Regarding the matter of size, realize that we all need to learn more about the species of the sea. The more we know of them, the more we'll be inclined to protect them. If you are going to eat seafood, it is truly useful to educate yourself about the status of the fish you most enjoy. There have been waves of culinary trends that have had devastating impacts on fisheries. As if popular dishes of, say, Blackened Red Fish, can suddenly become national crazes and all of us pretend we can willingly act in denial of how we impact fish stocks with our food choices. Over the past 40 years, or so, we have seen eating fads, such as Blackened redfish; Chilean sea bass; Orange roughy; cod and Bluefin sushi all bring species to the point of exhaustion or actual extinction of the very fish we value. Does the size of our appetites for targeted species matter? Well, over 90 percent of the large fish of our seas are now extinct. Our fixation on larger fish, such as Bluefin tuna, or swordfish, are edging those species ever closer to the day when they will not be available, ever again. Ever.

Dr. Mark Hyman the Blood, Sugar Solution bestseller, is continually pointing out, that this conventional marketplace invitation for huge portions and all-you-can-stuff is directly related to the 'diebesity' epidemic running havoc in our health system. Knowing more about the roles of different fish in sea ecosystems in also key to our eating well and playing a truly possible role in not only stopping this current trend toward sea ecosystem exhaustion, but rather be actively part of voting with our forks for ocean restoration.

The next aspect of size mattering is starting to provide feedback to the chefs that we don't really need 8-10 ounces of fish on a plate to make a nourishing delicious meal. Again, a plate of 4-5 ounces of a protein from the sea and more vegetables enhances both food elements with a taste of the season that we can all deeply enjoy and at the same time be part of ocean conservation. All chefs can do this. It works.

Scale seems critical in finding producers whose practices go beyond "sustainability". I find producers who are developing practices that truly move toward restorative and regenerative conditions for our seas, rivers and lakes. They just tend not go be so driven by industrial scale dictates. One of the most important moves you can make to support ocean restoration is to take the crushing pressure off the wild stocks altogether by moving some of our seafood choices to aquaculture. Yes, that's right, I am stating that farmed fish can be the very best choice for ocean conservationists to make.
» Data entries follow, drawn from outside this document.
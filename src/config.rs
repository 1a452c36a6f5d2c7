use crate::error::SelectionError;
use crate::filter::FilterController;
use anyhow::{Context, Result};
use clap::Parser;
use std::fs::File;
use std::path::PathBuf;

/// Terminal dashboard for the Global Terrorism Database
#[derive(Parser, Debug)]
#[command(name = "incident-map", version, about, long_about = None)]
pub struct Cli {
    /// Incident CSV file
    #[arg(
        long,
        env = "INCIDENT_MAP_DATA",
        default_value = "modified_globalterrorismdb_0718dist.csv"
    )]
    pub data: PathBuf,

    /// Directory with Natural Earth GeoJSON outlines
    #[arg(long, env = "INCIDENT_MAP_BASEMAP", default_value = "data")]
    pub basemap: PathBuf,

    /// Initial region (defaults to the dataset's fifth region)
    #[arg(long)]
    pub region: Option<String>,

    /// Initial country (defaults to the region's first country)
    #[arg(long)]
    pub country: Option<String>,

    /// First year of the initial range
    #[arg(long, value_name = "YEAR")]
    pub from: Option<i32>,

    /// Last year of the initial range
    #[arg(long, value_name = "YEAR")]
    pub to: Option<i32>,

    /// Write logs here instead of stderr (the UI owns the terminal)
    #[arg(long, value_name = "PATH")]
    pub log_file: Option<PathBuf>,
}

impl Cli {
    /// Set up `env_logger`; `RUST_LOG` overrides the default `info` level
    pub fn init_logging(&self) -> Result<()> {
        let mut builder =
            env_logger::Builder::from_env(env_logger::Env::default().default_filter_or("info"));

        if let Some(path) = &self.log_file {
            let file = File::create(path)
                .with_context(|| format!("creating log file {}", path.display()))?;
            builder.target(env_logger::Target::Pipe(Box::new(file)));
        }

        builder.try_init().context("installing logger")?;
        Ok(())
    }

    /// Apply the initial selection given on the command line
    pub fn apply_selection(&self, filter: &mut FilterController) -> Result<(), SelectionError> {
        if let Some(region) = &self.region {
            filter.set_region(region)?;
        }
        if let Some(country) = &self.country {
            filter.set_country(country)?;
        }
        if self.from.is_some() || self.to.is_some() {
            let years = filter.years();
            filter.set_year_range(self.from.unwrap_or(years.from), self.to.unwrap_or(years.to))?;
        }
        Ok(())
    }
}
What we have learned over and again at CleanFish is that the concerns about the potential negative impacts of fish farming are directly related to principles, practices, and scale. For those concerned about, and committed to sustainable seafood choices, a better question at your next dinner table, be it at home or in a restaurant, is NOT, "Is this farmed or wild". Rather a more defining question regarding concerns you might well have about environmental impacts is, "Is this fish from an industrial scale operation, or a more artisan scale fishery?"

Whether we are taking about the size of the fishing operation, or the size of the fish portion serving on our plates, size matters; and smaller is beautiful.